Reputation: 553
Trying to import a code from python2 to python 3 and this problem happens
<ipython-input-53-e9f33b00348a> in aesEncrypt(text, secKey)
43 def aesEncrypt(text, secKey):
44 pad = 16 - len(text) % 16
---> 45 text = text.encode("utf-8") + (pad * chr(pad)).encode("utf-8")
46 encryptor = AES.new(secKey, 2, '0102030405060708')
47 ciphertext = encryptor.encrypt(text)
AttributeError:'bytes' object has no attribute 'encode'
If I remove .encode("utf-8")
the error is "can't concat str to bytes". Apparently pad*chr(pad)
seems to be a byte string. It cannot use encode()
<ipython-input-65-9e84e1f3dd26> in aesEncrypt(text, secKey)
43 def aesEncrypt(text, secKey):
44 pad = 16 - len(text) % 16
---> 45 text = text.encode("utf-8") + (pad * chr(pad))
46 encryptor = AES.new(secKey, 2, '0102030405060708')
47 ciphertext = encryptor.encrypt(text)
TypeError: can't concat str to bytes
However, the weird thing is that if i just try the part along. encode() works fine.
text = { 'username': '', 'password': '', 'rememberLogin': 'true' }
text=json.dumps(text)
print(text)
pad = 16 - len(text) % 16
print(type(text))
text = text + pad * chr(pad)
print(type(pad * chr(pad)))
print(type(text))
text = text.encode("utf-8") + (pad * chr(pad)).encode("utf-8")
print(type(text))
{"username": "", "password": "", "rememberLogin": "true"}
<class 'str'>
<class 'str'>
<class 'str'>
<class 'bytes'>
Upvotes: 20
Views: 116009
Reputation: 553
Thanks to @Todd, he solved issue.
(pad * chr(pad))
is bytes while problems lies with aesEncrypt(text, secKey)
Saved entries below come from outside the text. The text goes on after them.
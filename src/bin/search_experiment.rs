use clap::Parser;
use eyre::Result;
use rand::{rngs::StdRng, SeedableRng};
use sorted_array::{
    cli::ExperimentArgs,
    experiment::{Experiment, Params, SearchExperiment},
};

pub fn main() -> Result<()> {
    tracing_subscriber::fmt()
        .with_env_filter(tracing_subscriber::EnvFilter::from_default_env())
        .init();

    let args = ExperimentArgs::parse();
    let params = Params {
        query_size: args.query_size,
        start: args.min_size,
        stop: args.max_size,
        step_size: args.step_size,
    };
    let mut experiment = SearchExperiment::new(args.query_mode, args.search_options(), params);
    let mut rng = StdRng::seed_from_u64(args.seed);
    experiment.run(&mut rng)?;
    experiment.save(&args.outfile)?;
    Ok(())
}
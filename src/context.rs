//! Session context store
//!
//! Append-only history of executed commands plus the last-seen value of each
//! entity class. The reference resolver reads it to expand "again", "them",
//! "2 commands ago" and friends.

use chrono::{DateTime, Utc};
use serde::{Deserialize, Serialize};
use std::collections::BTreeMap;
use std::sync::{Arc, Mutex, MutexGuard};

/// Fixed set of tracked entity classes
#[derive(Clone, Copy, Debug, PartialEq, Eq, PartialOrd, Ord, Hash, Serialize, Deserialize)]
pub enum EntityClass {
    #[serde(rename = "last_files")]
    Files,
    #[serde(rename = "last_dir")]
    Dir,
    #[serde(rename = "last_host")]
    Host,
    #[serde(rename = "last_process")]
    Process,
    #[serde(rename = "last_output")]
    Output,
}

impl EntityClass {
    pub const ALL: [EntityClass; 5] = [
        EntityClass::Files,
        EntityClass::Dir,
        EntityClass::Host,
        EntityClass::Process,
        EntityClass::Output,
    ];

    /// Map key used in serialized state
    pub fn key(&self) -> &'static str {
        match self {
            EntityClass::Files => "last_files",
            EntityClass::Dir => "last_dir",
            EntityClass::Host => "last_host",
            EntityClass::Process => "last_process",
            EntityClass::Output => "last_output",
        }
    }

    /// Accepts both "files" and "last_files"
    pub fn from_key(key: &str) -> Option<Self> {
        let key = key.trim().to_lowercase();
        let bare = key.strip_prefix("last_").unwrap_or(&key);
        match bare {
            "files" => Some(EntityClass::Files),
            "dir" => Some(EntityClass::Dir),
            "host" => Some(EntityClass::Host),
            "process" => Some(EntityClass::Process),
            "output" => Some(EntityClass::Output),
            _ => None,
        }
    }
}

/// An entity value: a single string or a list (file names)
#[derive(Clone, Debug, PartialEq, Eq, Serialize, Deserialize)]
#[serde(untagged)]
pub enum EntityValue {
    Text(String),
    List(Vec<String>),
}

impl EntityValue {
    pub fn as_text(&self) -> Option<&str> {
        match self {
            EntityValue::Text(s) => Some(s),
            EntityValue::List(_) => None,
        }
    }

    /// Lists as-is, a single string as a one-element list
    pub fn as_list(&self) -> Vec<String> {
        match self {
            EntityValue::Text(s) => vec![s.clone()],
            EntityValue::List(items) => items.clone(),
        }
    }

    pub fn is_empty(&self) -> bool {
        match self {
            EntityValue::Text(s) => s.trim().is_empty(),
            EntityValue::List(items) => items.is_empty(),
        }
    }
}

impl From<&str> for EntityValue {
    fn from(s: &str) -> Self {
        EntityValue::Text(s.to_string())
    }
}

impl From<String> for EntityValue {
    fn from(s: String) -> Self {
        EntityValue::Text(s)
    }
}

impl From<Vec<String>> for EntityValue {
    fn from(items: Vec<String>) -> Self {
        EntityValue::List(items)
    }
}

pub type Entities = BTreeMap<EntityClass, EntityValue>;

/// One executed command; never modified after it is appended
#[derive(Clone, Debug, PartialEq, Serialize, Deserialize)]
pub struct HistoryEntry {
    pub command: String,
    pub result: Option<String>,
    #[serde(rename = "type")]
    pub kind: Option<String>,
    #[serde(default)]
    pub entities: Entities,
    pub exit_code: i32,
    pub timestamp: DateTime<Utc>,
}

/// Per-session history and entity memory
#[derive(Clone, Debug, Default, Serialize, Deserialize)]
pub struct ContextStore {
    history: Vec<HistoryEntry>,
    entities: Entities,
}

impl ContextStore {
    pub fn new() -> Self {
        Self::default()
    }

    /// Record an executed command.
    ///
    /// Provided entities overwrite the previous value of their class; a
    /// non-empty `result` becomes `last_output`.
    pub fn append(
        &mut self,
        command: impl Into<String>,
        result: Option<String>,
        kind: Option<String>,
        entities: Entities,
        exit_code: i32,
    ) -> &HistoryEntry {
        for (class, value) in &entities {
            if !value.is_empty() {
                self.entities.insert(*class, value.clone());
            }
        }

        if let Some(output) = result.as_deref().filter(|r| !r.trim().is_empty()) {
            self.entities
                .insert(EntityClass::Output, EntityValue::Text(output.to_string()));
        }

        self.history.push(HistoryEntry {
            command: command.into(),
            result,
            kind,
            entities,
            exit_code,
            timestamp: Utc::now(),
        });

        let idx = self.history.len() - 1;
        &self.history[idx]
    }

    /// Entry `n` positions from the end (1 = most recent)
    pub fn last_entry(&self, n: usize) -> Option<&HistoryEntry> {
        if n == 0 || n > self.history.len() {
            return None;
        }
        self.history.get(self.history.len() - n)
    }

    /// Command string `n` positions from the end
    pub fn last_command(&self, n: usize) -> Option<&str> {
        self.last_entry(n).map(|e| e.command.as_str())
    }

    /// Most recent entry with the given type
    pub fn last_of_type(&self, kind: &str) -> Option<&HistoryEntry> {
        self.history
            .iter()
            .rev()
            .find(|e| e.kind.as_deref() == Some(kind))
    }

    /// Last `limit` entries, oldest first
    pub fn recent(&self, limit: usize) -> &[HistoryEntry] {
        let start = self.history.len().saturating_sub(limit);
        &self.history[start..]
    }

    pub fn entity(&self, class: EntityClass) -> Option<&EntityValue> {
        self.entities.get(&class)
    }

    /// Text value of an entity class, if set and non-empty
    pub fn entity_text(&self, class: EntityClass) -> Option<&str> {
        self.entity(class)
            .and_then(EntityValue::as_text)
            .filter(|s| !s.trim().is_empty())
    }

    /// List value of an entity class (empty when unset)
    pub fn entity_list(&self, class: EntityClass) -> Vec<String> {
        self.entity(class).map(EntityValue::as_list).unwrap_or_default()
    }

    pub fn entities(&self) -> &Entities {
        &self.entities
    }

    pub fn history(&self) -> &[HistoryEntry] {
        &self.history
    }

    pub fn len(&self) -> usize {
        self.history.len()
    }

    pub fn is_empty(&self) -> bool {
        self.history.is_empty()
    }
}

/// Context store shared between sessions.
///
/// `append` runs under one lock so ordering and the entity merge stay
/// atomic; readers work on snapshots.
#[derive(Clone, Debug, Default)]
pub struct SharedContext {
    inner: Arc<Mutex<ContextStore>>,
}

impl SharedContext {
    pub fn new() -> Self {
        Self::default()
    }

    pub fn append(
        &self,
        command: impl Into<String>,
        result: Option<String>,
        kind: Option<String>,
        entities: Entities,
        exit_code: i32,
    ) -> HistoryEntry {
        let mut store = self.lock();
        store
            .append(command, result, kind, entities, exit_code)
            .clone()
    }

    /// Copy of the current state
    pub fn snapshot(&self) -> ContextStore {
        self.lock().clone()
    }

    /// Read the store under the lock
    pub fn read<R>(&self, f: impl FnOnce(&ContextStore) -> R) -> R {
        f(&self.lock())
    }

    fn lock(&self) -> MutexGuard<'_, ContextStore> {
        // a panicked writer cannot leave a half-appended entry behind
        self.inner.lock().unwrap_or_else(|e| e.into_inner())
    }
}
. It has been called twice with text
as str
for the first time while as bytes
for the second time.
The solution is to make sure that the input text
is of str
type.
Upvotes: 2
Reputation: 5395
If you don't know if a stringlike object is a Python 2 string (bytes) or Python 3 string (unicode). You could have a generic converter.
Python3 shell:
>>> def to_bytes(s):
... if type(s) is bytes:
... return s
... elif type(s) is str or (sys.version_info[0] < 3 and type(s) is unicode):
... return codecs.encode(s, 'utf-8')
... else:
... raise TypeError("Expected bytes or string, but got %s." % type(s))
...
>>> to_bytes("hello")
b'hello'
>>> to_bytes("hello".encode('utf-8'))
b'hello'
On Python 2 both these expressions evaluate to True
: type("hello") == bytes
and type("hello") == str
. And type(u"hello") == str
evaluates to False
, while type(u"hello") == unicode
is True
.
On Python 3 type("hello") == bytes
is False
, and type("hello") == str
is True
. And type("hello") == unicode
raises a NameError
exception since unicode
isn't defined on 3.
Python 2 shell:
>>> to_bytes(u"hello")
'hello'
>>> to_bytes("hello")
'hello'
Upvotes: 8
Reputation: 1946
Since the first parameter of AES.new
is bytes/bytearray/memoryview, and I assume that text
is already of type bytes
, then we just have to convert the pad part from unicode
to bytes
.
text = text + (pad * chr(pad)).encode("utf-8")
To be extra safe, you may encode text
conditionally before concatenating with pad.